Azaleas are among the most commonly grown flowering shrubs in home gardens. Usually easy to grow, they are sometimes afflicted with the azalea lace bug. If you find that your evergreen azaleas have bleached or yellowing leaves, they may have azalea lace bug. Fortunately, this problem is easy to diagnose and treat.
Resembling a small housefly, azalea lace bug (Stephanitis pyrioides) is about 3 mm long with curving, lacy wings. It lays it eggs on the back of evergreen azaleas and some other evergreen species. After hatching, the nymphs (larvae) suck nutrition from the leaves, causing yellowing (chlorosis). The entire life cycle takes about 45 days in early spring, accelerating to 22 days as the weather warms. Several generations occur during one season.
Azaleas affected by lace bug lose their bright green color and become yellow or bleached-out green. White and green spotting sometimes appear. Adult lace bugs are not often seen, but a careful inspection of the back of leaves sometimes reveals eggs along the veins, or feeding nymphs. More often seen is the black, spotty excrement left by nymphs. Severely affected plants can die.
Healthy azaleas given proper conditions including plenty of room to prevent crowding, are less likely to become severely affected by azalea lace bug. Pay attention to watering and fertilization. Plants in the shade are less likely to be severely affected than those in the sun.
Azalea lace bug is easily treated with most insecticides. Systemic sprays are very effective. The chemical penetrates the leaves and enters the sap, which the nymphs suck. Insecticidal soaps are often effective, but will have to be applied more often. Use all products according to label instructions. Treatment will not restore the appearance of affected leaves, but new growth will be fresh and green.

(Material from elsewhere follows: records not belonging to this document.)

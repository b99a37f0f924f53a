// Copyright (c) 2025 Steve Wagner (ciroque@live.com)
// SPDX-License-Identifier: MIT

use std::fs;
use std::path::Path;

use crate::errors::ConfigError;

use super::engine::EngineConfig;

/// Loads an [`EngineConfig`] from a YAML file.
pub fn load_config<P: AsRef<Path>>(path: P) -> Result<EngineConfig, ConfigError> {
    let path_ref = path.as_ref();
    let content = fs::read_to_string(path_ref).map_err(|source| ConfigError::Io {
        path: path_ref.display().to_string(),
        source,
    })?;
    serde_yaml::from_str(&content).map_err(|source| ConfigError::Parse {
        path: path_ref.display().to_string(),
        source,
    })
}
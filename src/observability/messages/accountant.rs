// Copyright (c) 2025 Steve Wagner (ciroque@live.com)
// SPDX-License-Identifier: MIT

//! Messages for the streaming throughput accountant (§4.7).

use std::fmt::{Display, Formatter};

use tracing::Span;

use super::StructuredLog;

/// One row of a bottleneck report.
pub struct NodeThroughputRow<'a> {
    pub node: &'a str,
    pub possible_fps: f64,
    pub actual_fps: f64,
    pub bottleneck: bool,
    pub effective_bottleneck: bool,
}

/// The accountant's periodic or final bottleneck report (§4.7): a
/// human-readable table plus the same data as structured fields via `log`.
///
/// # Log Level
/// `info!`
pub struct BottleneckReport<'a> {
    pub rows: &'a [NodeThroughputRow<'a>],
    pub final_report: bool,
}

impl Display for BottleneckReport<'_> {
    fn fmt(&self, f: &mut Formatter) -> std::fmt::Result {
        writeln!(
            f,
            "{} throughput report ({} nodes):",
            if self.final_report { "final" } else { "periodic" },
            self.rows.len()
        )?;
        writeln!(
            f,
            "{:<20} {:>12} {:>12} {:>11} {:>11}",
            "node", "possible_fps", "actual_fps", "bottleneck", "effective"
        )?;
        for row in self.rows {
            writeln!(
                f,
                "{:<20} {:>12.2} {:>12.2} {:>11} {:>11}",
                row.node, row.possible_fps, row.actual_fps, row.bottleneck, row.effective_bottleneck
            )?;
        }
        Ok(())
    }
}

impl StructuredLog for BottleneckReport<'_> {
    fn log(&self) {
        tracing::info!(
            final_report = self.final_report,
            node_count = self.rows.len(),
            "{}", self
        );
    }

    fn span(&self, name: &str) -> Span {
        tracing::info_span!(
            "bottleneck_report",
            span_name = name,
            final_report = self.final_report,
            node_count = self.rows.len(),
        )
    }
}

Lady bird beetles (ladybugs) are natural predators of lace bug and can be purchased from garden centers. Other predators include assassin bugs, lacewings, jumping spiders, pirate bugs and predatory mites. Unfortunately, these insects are not often present in sufficient numbers until lace bugs have done damage, so some spraying may be necessary. Use horticultural oil or insecticidal soap, which are less toxic to beneficial insects.